Task instructions :: Going through the entries below, count each line that holds "QueryString" and give only the total.

[Saved entries]

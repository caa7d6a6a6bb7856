//! Request/response boundary between the authenticator lifecycle and the
//! host framework.
//!
//! The lifecycle only needs to read named values (cookies, headers, query
//! parameters, framework session entries) from the inbound request and to
//! set or clear them on the outbound response. [`AuthRequest`] and
//! [`AuthResponse`] capture exactly that, and plug into Axum as an extractor
//! and as response parts.

use std::collections::{BTreeMap, BTreeSet};
use std::convert::Infallible;
use std::net::{IpAddr, SocketAddr};

use axum::extract::{ConnectInfo, FromRequestParts};
use axum::http::header::{AsHeaderName, IntoHeaderName, InvalidHeaderValue};
use axum::http::request::Parts;
use axum::http::{HeaderMap, HeaderName, HeaderValue, Uri};
use axum::response::{IntoResponse, IntoResponseParts, Redirect, Response, ResponseParts};
use axum_extra::extract::cookie::{Cookie, CookieJar};

/// Values the host framework keeps in its own session.
///
/// Place it in the request extensions (e.g. from a session layer) and
/// [`AuthRequest::from_parts`] picks it up.
#[derive(Debug, Clone, Default, PartialEq, Eq)]
pub struct SessionData(BTreeMap<String, String>);

impl SessionData {
    #[must_use]
    pub fn new() -> Self {
        Self::default()
    }

    #[must_use]
    pub fn get(&self, key: &str) -> Option<&str> {
        self.0.get(key).map(String::as_str)
    }

    pub fn insert(&mut self, key: impl Into<String>, value: impl Into<String>) {
        self.0.insert(key.into(), value.into());
    }

    pub fn remove(&mut self, key: &str) -> Option<String> {
        self.0.remove(key)
    }
}

/// Session mutations requested by the lifecycle, applied by the host
/// session layer. Inserted into the response extensions.
#[derive(Debug, Clone, Default, PartialEq, Eq)]
pub struct SessionChanges {
    set: BTreeMap<String, String>,
    removed: BTreeSet<String>,
}

impl SessionChanges {
    /// Values to write into the session.
    pub fn set(&self) -> impl Iterator<Item = (&str, &str)> {
        self.set.iter().map(|(k, v)| (k.as_str(), v.as_str()))
    }

    /// Keys to delete from the session.
    pub fn removed(&self) -> impl Iterator<Item = &str> {
        self.removed.iter().map(String::as_str)
    }

    #[must_use]
    pub fn get(&self, key: &str) -> Option<&str> {
        self.set.get(key).map(String::as_str)
    }

    #[must_use]
    pub fn is_removed(&self, key: &str) -> bool {
        self.removed.contains(key)
    }

    #[must_use]
    pub fn is_empty(&self) -> bool {
        self.set.is_empty() && self.removed.is_empty()
    }

    /// Applies the changes to a session snapshot.
    pub fn apply_to(&self, session: &mut SessionData) {
        for key in &self.removed {
            session.remove(key);
        }
        for (key, value) in &self.set {
            session.insert(key.clone(), value.clone());
        }
    }
}

/// Where header-style carriers look for their value.
#[derive(Debug, Clone, Copy, PartialEq, Eq)]
pub enum RequestPart {
    Headers,
    QueryString,
}

/// Snapshot of the inbound request as seen by the authenticator lifecycle.
#[derive(Debug, Clone, Default)]
pub struct AuthRequest {
    headers: HeaderMap,
    uri: Uri,
    cookies: CookieJar,
    session: SessionData,
    remote_addr: Option<IpAddr>,
}

impl AuthRequest {
    /// Builds a snapshot from request parts.
    ///
    /// Picks up [`SessionData`] and `ConnectInfo<SocketAddr>` from the
    /// request extensions when present.
    #[must_use]
    pub fn from_parts(parts: &Parts) -> Self {
        Self {
            headers: parts.headers.clone(),
            uri: parts.uri.clone(),
            cookies: CookieJar::from_headers(&parts.headers),
            session: parts
                .extensions
                .get::<SessionData>()
                .cloned()
                .unwrap_or_default(),
            remote_addr: parts
                .extensions
                .get::<ConnectInfo<SocketAddr>>()
                .map(|ConnectInfo(addr)| addr.ip()),
        }
    }

    #[must_use]
    pub fn header(&self, name: impl AsHeaderName) -> Option<&str> {
        self.headers.get(name).and_then(|v| v.to_str().ok())
    }

    /// First value of a query string parameter.
    #[must_use]
    pub fn query(&self, name: &str) -> Option<String> {
        let query = self.uri.query()?;
        url::form_urlencoded::parse(query.as_bytes())
            .find(|(key, _)| key == name)
            .map(|(_, value)| value.into_owned())
    }

    #[must_use]
    pub fn cookie(&self, name: &str) -> Option<&str> {
        self.cookies.get(name).map(Cookie::value)
    }

    #[must_use]
    pub fn session_value(&self, key: &str) -> Option<&str> {
        self.session.get(key)
    }

    /// Looks a value up in the given request parts, in order.
    #[must_use]
    pub fn find_value(&self, name: &HeaderName, parts: &[RequestPart]) -> Option<String> {
        parts.iter().find_map(|part| match part {
            RequestPart::Headers => self.header(name).map(str::to_owned),
            RequestPart::QueryString => self.query(name.as_str()),
        })
    }

    /// Client address: `X-Forwarded-For`, then `X-Real-IP`, then the peer
    /// address.
    #[must_use]
    pub fn client_ip(&self) -> Option<String> {
        self.header("x-forwarded-for")
            .and_then(|s| s.split(',').next())
            .map(|s| s.trim().to_string())
            .or_else(|| self.header("x-real-ip").map(|s| s.to_string()))
            .or_else(|| self.remote_addr.map(|ip| ip.to_string()))
    }

    #[must_use]
    pub fn with_uri(mut self, uri: Uri) -> Self {
        self.uri = uri;
        self
    }

    #[must_use]
    pub fn with_remote_addr(mut self, addr: IpAddr) -> Self {
        self.remote_addr = Some(addr);
        self
    }

    /// Returns a copy carrying `cookie`, replacing any cookie of the same
    /// name and keeping the others.
    #[must_use]
    pub fn with_cookie(mut self, cookie: Cookie<'static>) -> Self {
        self.cookies = self.cookies.add(cookie);
        self
    }

    /// Returns a copy carrying the header, replacing any previous value.
    #[must_use]
    pub fn with_header_value(mut self, name: impl IntoHeaderName, value: HeaderValue) -> Self {
        self.headers.insert(name, value);
        self
    }

    /// Like [`with_header_value`](Self::with_header_value) for string values.
    ///
    /// # Errors
    ///
    /// Returns an error if `value` is not a valid header value.
    pub fn with_header(
        self,
        name: impl IntoHeaderName,
        value: &str,
    ) -> Result<Self, InvalidHeaderValue> {
        let value = HeaderValue::from_str(value)?;
        Ok(self.with_header_value(name, value))
    }

    #[must_use]
    pub fn with_session_value(mut self, key: impl Into<String>, value: impl Into<String>) -> Self {
        self.session.insert(key, value);
        self
    }
}

impl<S> FromRequestParts<S> for AuthRequest
where
    S: Send + Sync,
{
    type Rejection = Infallible;

    async fn from_request_parts(parts: &mut Parts, _state: &S) -> Result<Self, Self::Rejection> {
        Ok(Self::from_parts(parts))
    }
}

/// Outbound changes produced by the authenticator lifecycle.
///
/// Use it as response parts (`(auth_response, body)`) or as a complete
/// response when only a redirect is needed.
#[derive(Debug, Clone, Default)]
pub struct AuthResponse {
    cookies: CookieJar,
    headers: HeaderMap,
    session: SessionChanges,
    redirect: Option<String>,
}

impl AuthResponse {
    #[must_use]
    pub fn new() -> Self {
        Self::default()
    }

    /// Adds a cookie, replacing any cookie of the same name set earlier.
    #[must_use]
    pub fn set_cookie(mut self, cookie: Cookie<'static>) -> Self {
        self.cookies = self.cookies.add(cookie);
        self
    }

    /// Instructs the client to drop `cookie`. Path and domain must match
    /// the cookie being removed.
    #[must_use]
    pub fn remove_cookie(self, mut cookie: Cookie<'static>) -> Self {
        cookie.make_removal();
        self.set_cookie(cookie)
    }

    /// # Errors
    ///
    /// Returns an error if `value` is not a valid header value.
    pub fn set_header(
        mut self,
        name: impl IntoHeaderName,
        value: &str,
    ) -> Result<Self, InvalidHeaderValue> {
        self.headers.insert(name, HeaderValue::from_str(value)?);
        Ok(self)
    }

    #[must_use]
    pub fn remove_header(mut self, name: impl AsHeaderName) -> Self {
        self.headers.remove(name);
        self
    }

    #[must_use]
    pub fn set_session_value(mut self, key: impl Into<String>, value: impl Into<String>) -> Self {
        let key = key.into();
        self.session.removed.remove(&key);
        self.session.set.insert(key, value.into());
        self
    }

    #[must_use]
    pub fn remove_session_value(mut self, key: impl Into<String>) -> Self {
        let key = key.into();
        self.session.set.remove(&key);
        self.session.removed.insert(key);
        self
    }

    #[must_use]
    pub fn redirect_to(mut self, target: impl Into<String>) -> Self {
        self.redirect = Some(target.into());
        self
    }

    #[must_use]
    pub fn cookie(&self, name: &str) -> Option<&Cookie<'static>> {
        self.cookies.get(name)
    }

    #[must_use]
    pub fn header(&self, name: impl AsHeaderName) -> Option<&str> {
        self.headers.get(name).and_then(|v| v.to_str().ok())
    }

    #[must_use]
    pub fn session(&self) -> &SessionChanges {
        &self.session
    }

    #[must_use]
    pub fn redirect(&self) -> Option<&str> {
        self.redirect.as_deref()
    }
}

impl IntoResponseParts for AuthResponse {
    type Error = Infallible;

    fn into_response_parts(self, res: ResponseParts) -> Result<ResponseParts, Self::Error> {
        let mut res = self.cookies.into_response_parts(res)?;
        for (name, value) in &self.headers {
            res.headers_mut().insert(name, value.clone());
        }
        if !self.session.is_empty() {
            res.extensions_mut().insert(self.session);
        }
        Ok(res)
    }
}

impl IntoResponse for AuthResponse {
    fn into_response(mut self) -> Response {
        match self.redirect.take() {
            Some(target) => (self, Redirect::to(&target)).into_response(),
            None => (self, ()).into_response(),
        }
    }
}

Solution :: 2